# WORK REQUEST:
Looking through the listing below, state how many lines have the word "bool" in them. Only the number should be given.

# SUPPLIED RECORDS:
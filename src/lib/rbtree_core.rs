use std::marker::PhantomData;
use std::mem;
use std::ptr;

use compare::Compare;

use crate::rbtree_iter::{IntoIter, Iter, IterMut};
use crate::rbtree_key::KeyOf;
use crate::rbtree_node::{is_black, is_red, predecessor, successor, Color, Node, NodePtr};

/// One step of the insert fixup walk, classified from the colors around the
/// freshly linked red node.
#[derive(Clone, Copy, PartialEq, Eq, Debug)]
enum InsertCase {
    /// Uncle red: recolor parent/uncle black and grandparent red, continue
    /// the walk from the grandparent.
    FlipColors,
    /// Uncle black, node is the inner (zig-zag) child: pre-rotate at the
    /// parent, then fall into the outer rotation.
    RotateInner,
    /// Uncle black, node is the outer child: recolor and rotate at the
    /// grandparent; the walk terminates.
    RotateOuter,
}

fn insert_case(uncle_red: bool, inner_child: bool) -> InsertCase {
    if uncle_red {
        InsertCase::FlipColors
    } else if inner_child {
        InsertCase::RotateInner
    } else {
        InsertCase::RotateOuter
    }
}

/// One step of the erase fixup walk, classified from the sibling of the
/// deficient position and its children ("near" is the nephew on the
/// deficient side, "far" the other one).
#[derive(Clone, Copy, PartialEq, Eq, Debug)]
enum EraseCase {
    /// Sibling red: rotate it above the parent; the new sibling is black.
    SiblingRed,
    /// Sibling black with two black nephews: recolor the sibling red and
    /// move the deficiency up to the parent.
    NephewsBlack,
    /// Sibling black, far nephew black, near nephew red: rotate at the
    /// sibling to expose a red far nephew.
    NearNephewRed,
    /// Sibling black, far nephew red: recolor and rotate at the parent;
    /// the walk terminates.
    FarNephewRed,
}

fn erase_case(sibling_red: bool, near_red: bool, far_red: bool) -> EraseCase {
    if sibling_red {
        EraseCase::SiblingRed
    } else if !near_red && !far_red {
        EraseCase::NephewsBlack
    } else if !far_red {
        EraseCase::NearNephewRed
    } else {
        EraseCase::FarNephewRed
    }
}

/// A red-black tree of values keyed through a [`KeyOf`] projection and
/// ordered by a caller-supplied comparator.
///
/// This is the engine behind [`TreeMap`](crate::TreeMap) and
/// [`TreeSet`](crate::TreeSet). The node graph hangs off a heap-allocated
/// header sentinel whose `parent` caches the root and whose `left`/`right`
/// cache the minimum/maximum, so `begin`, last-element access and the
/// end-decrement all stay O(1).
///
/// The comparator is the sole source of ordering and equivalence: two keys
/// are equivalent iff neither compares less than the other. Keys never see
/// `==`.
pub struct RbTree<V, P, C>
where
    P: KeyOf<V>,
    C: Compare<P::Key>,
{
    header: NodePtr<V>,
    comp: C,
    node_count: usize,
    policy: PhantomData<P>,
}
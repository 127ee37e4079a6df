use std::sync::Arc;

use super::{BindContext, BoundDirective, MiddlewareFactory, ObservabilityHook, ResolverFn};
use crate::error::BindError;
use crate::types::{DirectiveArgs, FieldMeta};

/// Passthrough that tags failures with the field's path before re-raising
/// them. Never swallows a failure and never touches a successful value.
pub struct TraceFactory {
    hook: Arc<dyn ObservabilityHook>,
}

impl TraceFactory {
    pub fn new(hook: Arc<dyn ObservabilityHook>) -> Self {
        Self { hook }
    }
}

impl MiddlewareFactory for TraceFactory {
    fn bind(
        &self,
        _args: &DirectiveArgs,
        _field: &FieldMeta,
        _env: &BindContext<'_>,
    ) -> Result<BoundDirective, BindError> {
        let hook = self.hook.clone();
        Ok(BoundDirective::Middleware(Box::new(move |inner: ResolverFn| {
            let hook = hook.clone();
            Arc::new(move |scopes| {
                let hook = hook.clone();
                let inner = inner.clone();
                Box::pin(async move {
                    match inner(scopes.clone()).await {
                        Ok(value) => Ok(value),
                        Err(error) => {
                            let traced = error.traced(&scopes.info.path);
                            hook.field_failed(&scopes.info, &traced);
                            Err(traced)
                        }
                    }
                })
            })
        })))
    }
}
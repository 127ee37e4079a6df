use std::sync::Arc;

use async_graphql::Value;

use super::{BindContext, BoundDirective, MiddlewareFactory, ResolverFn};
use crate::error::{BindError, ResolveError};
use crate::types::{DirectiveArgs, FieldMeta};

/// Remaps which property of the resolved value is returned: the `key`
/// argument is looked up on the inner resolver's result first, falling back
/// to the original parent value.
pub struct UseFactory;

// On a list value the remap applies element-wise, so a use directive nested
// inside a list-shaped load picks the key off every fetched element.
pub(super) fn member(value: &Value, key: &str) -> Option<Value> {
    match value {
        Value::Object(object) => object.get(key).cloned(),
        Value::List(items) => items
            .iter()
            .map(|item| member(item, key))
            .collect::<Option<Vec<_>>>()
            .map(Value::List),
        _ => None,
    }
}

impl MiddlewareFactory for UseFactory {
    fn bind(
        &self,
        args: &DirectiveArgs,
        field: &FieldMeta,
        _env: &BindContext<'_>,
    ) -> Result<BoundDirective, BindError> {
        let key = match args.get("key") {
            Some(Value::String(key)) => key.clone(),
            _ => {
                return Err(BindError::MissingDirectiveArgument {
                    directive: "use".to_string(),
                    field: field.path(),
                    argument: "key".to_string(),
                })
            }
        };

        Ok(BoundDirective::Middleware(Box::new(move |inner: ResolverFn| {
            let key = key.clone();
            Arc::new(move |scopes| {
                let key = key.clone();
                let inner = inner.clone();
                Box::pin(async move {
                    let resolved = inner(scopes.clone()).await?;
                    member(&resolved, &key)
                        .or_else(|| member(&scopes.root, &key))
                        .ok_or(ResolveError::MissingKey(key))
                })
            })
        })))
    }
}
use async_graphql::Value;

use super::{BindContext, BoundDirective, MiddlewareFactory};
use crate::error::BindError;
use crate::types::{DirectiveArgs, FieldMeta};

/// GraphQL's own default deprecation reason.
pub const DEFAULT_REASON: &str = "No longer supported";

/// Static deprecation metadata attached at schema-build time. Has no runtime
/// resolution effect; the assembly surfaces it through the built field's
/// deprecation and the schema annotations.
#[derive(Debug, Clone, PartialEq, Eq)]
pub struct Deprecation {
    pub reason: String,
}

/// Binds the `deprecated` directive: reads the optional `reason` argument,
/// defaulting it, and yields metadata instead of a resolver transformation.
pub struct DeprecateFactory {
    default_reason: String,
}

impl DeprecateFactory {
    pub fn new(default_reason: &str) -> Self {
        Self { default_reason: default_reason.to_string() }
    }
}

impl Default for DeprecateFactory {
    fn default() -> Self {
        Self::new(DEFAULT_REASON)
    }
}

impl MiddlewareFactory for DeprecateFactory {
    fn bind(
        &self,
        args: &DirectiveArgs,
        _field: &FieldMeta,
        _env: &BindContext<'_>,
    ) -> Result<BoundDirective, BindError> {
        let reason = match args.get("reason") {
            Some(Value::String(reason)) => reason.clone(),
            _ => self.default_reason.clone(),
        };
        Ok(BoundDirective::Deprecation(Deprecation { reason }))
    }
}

# WRITTEN RESPONSE:
2